Work to be completed:
Lines to restate from the data below: from the one containing "executable: &Path) -> ServiceResult<()>;" to the one containing "path, the bundled", both included. Give them again exactly, and only them.

BEGIN Data provided

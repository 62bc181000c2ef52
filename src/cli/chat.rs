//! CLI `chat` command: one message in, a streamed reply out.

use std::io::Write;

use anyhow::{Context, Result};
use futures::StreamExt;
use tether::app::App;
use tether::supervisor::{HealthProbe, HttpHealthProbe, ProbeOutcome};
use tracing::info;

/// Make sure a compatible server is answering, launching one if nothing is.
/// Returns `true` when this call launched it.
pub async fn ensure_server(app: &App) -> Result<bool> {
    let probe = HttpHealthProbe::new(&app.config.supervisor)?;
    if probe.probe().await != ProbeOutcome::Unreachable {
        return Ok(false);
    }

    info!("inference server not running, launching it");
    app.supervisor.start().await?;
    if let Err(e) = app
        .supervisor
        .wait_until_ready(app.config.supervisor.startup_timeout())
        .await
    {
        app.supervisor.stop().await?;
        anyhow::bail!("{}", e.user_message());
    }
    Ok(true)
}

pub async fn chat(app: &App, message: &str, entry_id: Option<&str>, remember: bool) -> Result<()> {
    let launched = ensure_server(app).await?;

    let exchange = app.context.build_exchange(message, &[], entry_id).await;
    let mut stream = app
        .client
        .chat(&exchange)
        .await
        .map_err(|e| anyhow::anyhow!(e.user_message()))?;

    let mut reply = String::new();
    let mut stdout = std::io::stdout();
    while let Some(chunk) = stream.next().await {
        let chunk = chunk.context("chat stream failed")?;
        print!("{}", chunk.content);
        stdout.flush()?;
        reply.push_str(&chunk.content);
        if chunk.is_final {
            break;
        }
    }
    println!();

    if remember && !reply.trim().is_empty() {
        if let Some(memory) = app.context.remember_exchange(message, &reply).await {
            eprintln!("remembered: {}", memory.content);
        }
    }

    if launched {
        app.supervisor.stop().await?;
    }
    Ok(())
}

END Data provided
BEGIN Data provided

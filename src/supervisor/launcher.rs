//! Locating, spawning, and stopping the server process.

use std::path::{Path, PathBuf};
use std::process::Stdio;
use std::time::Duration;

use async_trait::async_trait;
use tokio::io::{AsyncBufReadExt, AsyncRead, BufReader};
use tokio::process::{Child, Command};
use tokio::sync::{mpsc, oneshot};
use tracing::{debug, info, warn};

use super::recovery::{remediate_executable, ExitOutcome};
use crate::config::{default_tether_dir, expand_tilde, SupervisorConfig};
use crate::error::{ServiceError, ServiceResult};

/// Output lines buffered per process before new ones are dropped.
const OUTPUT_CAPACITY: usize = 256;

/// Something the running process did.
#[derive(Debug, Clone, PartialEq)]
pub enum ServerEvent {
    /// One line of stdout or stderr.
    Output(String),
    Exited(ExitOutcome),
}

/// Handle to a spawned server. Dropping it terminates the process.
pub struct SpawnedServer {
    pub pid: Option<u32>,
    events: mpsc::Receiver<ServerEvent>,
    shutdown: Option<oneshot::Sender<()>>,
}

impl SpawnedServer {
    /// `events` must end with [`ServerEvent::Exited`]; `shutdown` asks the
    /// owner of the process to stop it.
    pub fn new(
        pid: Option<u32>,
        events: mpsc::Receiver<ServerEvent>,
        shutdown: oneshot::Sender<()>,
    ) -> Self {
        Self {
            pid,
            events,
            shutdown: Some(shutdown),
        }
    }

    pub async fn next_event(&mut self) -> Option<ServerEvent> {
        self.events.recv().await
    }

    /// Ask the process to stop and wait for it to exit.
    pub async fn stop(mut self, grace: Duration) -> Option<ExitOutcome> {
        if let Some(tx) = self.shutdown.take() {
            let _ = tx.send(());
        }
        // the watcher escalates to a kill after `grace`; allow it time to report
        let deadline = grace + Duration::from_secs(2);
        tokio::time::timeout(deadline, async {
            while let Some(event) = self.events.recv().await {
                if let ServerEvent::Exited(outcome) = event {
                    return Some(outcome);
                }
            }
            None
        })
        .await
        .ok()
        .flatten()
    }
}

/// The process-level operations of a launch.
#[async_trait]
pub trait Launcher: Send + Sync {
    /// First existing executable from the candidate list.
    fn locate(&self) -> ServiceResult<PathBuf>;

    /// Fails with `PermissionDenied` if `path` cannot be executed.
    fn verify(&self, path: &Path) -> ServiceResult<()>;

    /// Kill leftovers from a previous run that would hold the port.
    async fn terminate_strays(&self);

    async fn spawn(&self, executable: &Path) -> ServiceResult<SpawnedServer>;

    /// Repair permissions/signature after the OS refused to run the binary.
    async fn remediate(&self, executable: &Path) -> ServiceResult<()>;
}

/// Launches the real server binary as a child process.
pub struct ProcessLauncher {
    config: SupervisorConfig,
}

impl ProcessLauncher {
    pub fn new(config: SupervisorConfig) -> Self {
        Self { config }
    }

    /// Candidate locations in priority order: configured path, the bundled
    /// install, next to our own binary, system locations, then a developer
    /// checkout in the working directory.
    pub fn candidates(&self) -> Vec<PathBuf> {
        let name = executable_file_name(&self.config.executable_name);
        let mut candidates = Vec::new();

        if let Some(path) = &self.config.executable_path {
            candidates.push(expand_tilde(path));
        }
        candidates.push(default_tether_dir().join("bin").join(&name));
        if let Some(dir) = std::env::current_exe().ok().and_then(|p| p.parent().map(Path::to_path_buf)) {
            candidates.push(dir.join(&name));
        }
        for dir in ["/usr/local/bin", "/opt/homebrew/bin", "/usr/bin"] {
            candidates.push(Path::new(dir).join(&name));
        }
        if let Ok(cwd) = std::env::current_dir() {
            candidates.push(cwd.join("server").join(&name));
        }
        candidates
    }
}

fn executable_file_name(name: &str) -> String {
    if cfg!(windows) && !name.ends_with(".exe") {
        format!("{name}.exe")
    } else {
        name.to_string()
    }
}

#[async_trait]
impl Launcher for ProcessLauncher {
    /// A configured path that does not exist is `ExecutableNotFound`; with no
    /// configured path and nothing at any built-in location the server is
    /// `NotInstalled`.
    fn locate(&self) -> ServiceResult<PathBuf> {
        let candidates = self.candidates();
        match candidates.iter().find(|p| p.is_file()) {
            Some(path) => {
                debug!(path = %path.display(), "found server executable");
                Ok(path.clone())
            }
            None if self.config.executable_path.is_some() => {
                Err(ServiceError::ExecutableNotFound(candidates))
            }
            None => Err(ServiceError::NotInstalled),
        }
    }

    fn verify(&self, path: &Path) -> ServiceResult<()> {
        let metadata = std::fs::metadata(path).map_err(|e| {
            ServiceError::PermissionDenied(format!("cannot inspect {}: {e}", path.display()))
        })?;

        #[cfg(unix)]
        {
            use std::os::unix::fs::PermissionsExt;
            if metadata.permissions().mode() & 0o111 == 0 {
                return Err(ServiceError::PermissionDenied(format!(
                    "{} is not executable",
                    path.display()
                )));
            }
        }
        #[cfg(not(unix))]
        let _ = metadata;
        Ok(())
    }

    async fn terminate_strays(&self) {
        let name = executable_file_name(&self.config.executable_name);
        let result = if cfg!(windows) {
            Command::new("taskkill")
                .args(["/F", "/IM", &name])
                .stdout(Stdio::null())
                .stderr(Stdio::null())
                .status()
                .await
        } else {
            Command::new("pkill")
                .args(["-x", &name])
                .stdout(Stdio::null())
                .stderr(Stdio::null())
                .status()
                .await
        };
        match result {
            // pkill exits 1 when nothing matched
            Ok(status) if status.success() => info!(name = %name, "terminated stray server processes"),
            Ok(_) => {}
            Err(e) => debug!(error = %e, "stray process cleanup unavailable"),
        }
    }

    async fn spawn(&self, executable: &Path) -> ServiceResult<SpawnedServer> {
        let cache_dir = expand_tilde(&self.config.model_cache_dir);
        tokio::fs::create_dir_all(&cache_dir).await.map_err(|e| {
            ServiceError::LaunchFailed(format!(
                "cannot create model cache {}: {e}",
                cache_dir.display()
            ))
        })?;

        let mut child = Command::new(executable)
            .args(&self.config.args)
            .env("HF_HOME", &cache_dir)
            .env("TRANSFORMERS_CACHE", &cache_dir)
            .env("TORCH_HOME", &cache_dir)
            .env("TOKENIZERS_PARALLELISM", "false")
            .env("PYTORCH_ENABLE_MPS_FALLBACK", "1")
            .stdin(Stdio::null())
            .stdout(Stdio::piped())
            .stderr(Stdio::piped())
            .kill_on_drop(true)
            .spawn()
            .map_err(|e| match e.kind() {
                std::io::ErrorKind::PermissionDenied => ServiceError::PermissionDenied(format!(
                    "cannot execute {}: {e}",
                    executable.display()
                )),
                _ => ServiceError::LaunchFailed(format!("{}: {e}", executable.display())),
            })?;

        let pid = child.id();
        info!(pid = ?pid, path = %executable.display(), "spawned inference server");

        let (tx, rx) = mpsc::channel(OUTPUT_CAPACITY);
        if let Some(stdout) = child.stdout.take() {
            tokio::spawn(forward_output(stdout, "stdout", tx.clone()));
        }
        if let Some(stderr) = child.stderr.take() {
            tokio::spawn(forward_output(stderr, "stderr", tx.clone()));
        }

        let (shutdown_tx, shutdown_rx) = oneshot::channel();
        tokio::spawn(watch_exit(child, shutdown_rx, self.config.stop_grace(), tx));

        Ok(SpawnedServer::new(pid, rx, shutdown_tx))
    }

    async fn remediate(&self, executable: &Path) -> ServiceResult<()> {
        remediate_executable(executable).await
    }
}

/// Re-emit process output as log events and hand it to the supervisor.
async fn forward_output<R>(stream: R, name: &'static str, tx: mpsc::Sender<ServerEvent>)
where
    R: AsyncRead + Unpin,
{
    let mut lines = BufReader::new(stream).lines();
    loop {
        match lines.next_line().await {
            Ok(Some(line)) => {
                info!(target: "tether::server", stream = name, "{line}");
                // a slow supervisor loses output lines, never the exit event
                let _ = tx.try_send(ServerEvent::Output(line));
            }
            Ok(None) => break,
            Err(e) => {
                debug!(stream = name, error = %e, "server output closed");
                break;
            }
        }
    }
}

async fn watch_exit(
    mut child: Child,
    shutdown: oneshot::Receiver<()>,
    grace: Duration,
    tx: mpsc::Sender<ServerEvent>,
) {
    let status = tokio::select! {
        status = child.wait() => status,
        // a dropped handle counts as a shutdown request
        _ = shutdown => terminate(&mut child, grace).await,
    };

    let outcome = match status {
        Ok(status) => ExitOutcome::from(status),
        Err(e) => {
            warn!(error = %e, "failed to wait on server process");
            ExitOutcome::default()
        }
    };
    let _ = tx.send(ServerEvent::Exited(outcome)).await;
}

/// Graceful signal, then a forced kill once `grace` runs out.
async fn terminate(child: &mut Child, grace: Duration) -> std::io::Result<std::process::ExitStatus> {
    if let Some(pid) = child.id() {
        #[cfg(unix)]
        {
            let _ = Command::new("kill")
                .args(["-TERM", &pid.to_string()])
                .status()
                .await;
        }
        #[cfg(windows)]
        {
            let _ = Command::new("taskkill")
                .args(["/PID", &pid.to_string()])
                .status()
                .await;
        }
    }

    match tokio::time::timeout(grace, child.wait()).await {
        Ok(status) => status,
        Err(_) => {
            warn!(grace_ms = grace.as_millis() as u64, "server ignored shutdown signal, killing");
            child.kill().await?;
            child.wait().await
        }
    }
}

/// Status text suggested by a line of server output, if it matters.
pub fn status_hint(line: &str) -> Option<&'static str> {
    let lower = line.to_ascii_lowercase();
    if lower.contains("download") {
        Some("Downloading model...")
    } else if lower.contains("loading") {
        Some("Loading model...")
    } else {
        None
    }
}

END Data provided

Exercise output:
    async fn remediate(&self, executable: &Path) -> ServiceResult<()>;
}

/// Launches the real server binary as a child process.
pub struct ProcessLauncher {
    config: SupervisorConfig,
}

impl ProcessLauncher {
    pub fn new(config: SupervisorConfig) -> Self {
        Self { config }
    }

    /// Candidate locations in priority order: configured path, the bundled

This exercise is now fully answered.